Albert Réville (4 November 1826, Dieppe, Seine-Maritime – 25 October 1906) was a distinguished French Protestant theologian, known for his 'extremist' liberal views. He is also known for being one of the first intellectuals to join the Dreyfusard cause when the Dreyfus Affair erupted in the 1890s.

Réville was born in Dieppe, Seine-Maritime. After studying at the universities of Geneva and Strassburg, he became pastor at Luneray (near Dieppe), and from 1851 to 1872 he was pastor of the Walloon church in Rotterdam. In 1880 he became professor of the History of Religions in the Collège de France, during the course of which he helped found the Revue de l'histoire des religions with Maurice Vernes. In 1886, he was appointed as the inaugural President of the new "Fifth Section" for Religious Sciences at the École Pratique des Hautes Études in Paris. He was elected as a member to the American Philosophical Society in 1886.
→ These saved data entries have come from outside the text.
use crate::domain::model::{CartLine, ItemId, MenuItem, Money, OrderSummary, SummaryLine};

/// The order being built in one menu session.
///
/// Lines keep the order in which items were first added. A line never has a
/// quantity of zero: removing the last unit deletes the line.
#[derive(Debug, Clone, Default, PartialEq, Eq)]
pub struct Cart {
    lines: Vec<CartLine>,
}

impl Cart {
    pub fn new() -> Self {
        Self::default()
    }

    /// Adds one unit of `item`. Name and price are captured on the first add
    /// and are not refreshed by later adds.
    pub fn add(&mut self, item: &MenuItem) {
        if self.increment(item.id) {
            return;
        }
        self.lines.push(CartLine {
            id: item.id,
            name: item.name.clone(),
            unit_price: item.price,
            quantity: 1,
        });
    }

    /// Adds one unit to an existing line. Returns false when no line has `id`.
    pub fn increment(&mut self, id: ItemId) -> bool {
        match self.lines.iter_mut().find(|line| line.id == id) {
            Some(line) => {
                line.quantity = line.quantity.saturating_add(1);
                true
            }
            None => false,
        }
    }

    /// Removes one unit. Unknown ids are ignored.
    pub fn remove(&mut self, id: ItemId) {
        let Some(index) = self.lines.iter().position(|line| line.id == id) else {
            return;
        };
        if self.lines[index].quantity > 1 {
            self.lines[index].quantity -= 1;
        } else {
            self.lines.remove(index);
        }
    }

    pub fn total_item_count(&self) -> u64 {
        self.lines.iter().map(|line| u64::from(line.quantity)).sum()
    }

    pub fn total_price(&self) -> Money {
        self.lines.iter().map(CartLine::line_total).sum()
    }

    pub fn quantity_of(&self, id: ItemId) -> u32 {
        self.lines
            .iter()
            .find(|line| line.id == id)
            .map(|line| line.quantity)
            .unwrap_or(0)
    }

    pub fn lines(&self) -> &[CartLine] {
        &self.lines
    }

    pub fn len(&self) -> usize {
        self.lines.len()
    }

    pub fn is_empty(&self) -> bool {
        self.lines.is_empty()
    }

    pub fn clear(&mut self) {
        self.lines.clear();
    }

    pub fn summary(&self, currency_symbol: &str) -> OrderSummary {
        OrderSummary {
            lines: self.lines.iter().map(SummaryLine::from).collect(),
            total_items: self.total_item_count(),
            total_price: self.total_price(),
            currency_symbol: currency_symbol.to_string(),
            generated_at: chrono::Utc::now(),
        }
    }
}
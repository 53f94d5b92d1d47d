use crate::core::catalog::Catalog;
use crate::utils::error::Result;
use async_trait::async_trait;
use std::time::Duration;

#[async_trait]
pub trait CatalogSource: Send + Sync {
    async fn fetch(&self) -> Result<Catalog>;

    /// Human-readable origin, used in logs.
    fn describe(&self) -> String;
}

#[derive(Debug, Clone, PartialEq, Eq)]
pub enum CatalogLocation {
    Embedded,
    File(String),
    Remote {
        categories_url: String,
        items_url: String,
    },
}

pub trait ConfigProvider: Send + Sync {
    fn catalog_location(&self) -> CatalogLocation;
    fn request_timeout(&self) -> Duration;
    fn currency_symbol(&self) -> &str;
    fn viewport_width(&self) -> u32;
    fn default_category(&self) -> Option<&str>;
}

#[async_trait]
impl<T: CatalogSource + ?Sized> CatalogSource for Box<T> {
    async fn fetch(&self) -> Result<Catalog> {
        (**self).fetch().await
    }

    fn describe(&self) -> String {
        (**self).describe()
    }
}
He was a prolific writer on the comparative history of world religions. In addition to the history of Christianity, he published on the native religions of Central America (about which he gave the 1884 Hibbert Lectures), Chinese religion and the history of the idea of the Devil.

He was a notable advocate of David Strauss' vision hypothesis, that the accounts of the resurrection of Jesus were historically due to a vision caused by nervous tension by Mary Magdalene and subsequent mass hysteria among the disciples.

His son, Jean Réville, was also a theologian.

== Translated works ==
- Storia del Diavolo, Lulu Press, Raleigh (NC), 2018, Italian version of Histoire du Diable (1870), translated by Rev. Marco Lupi Speranza, ISBN 978-0-24-409658-8.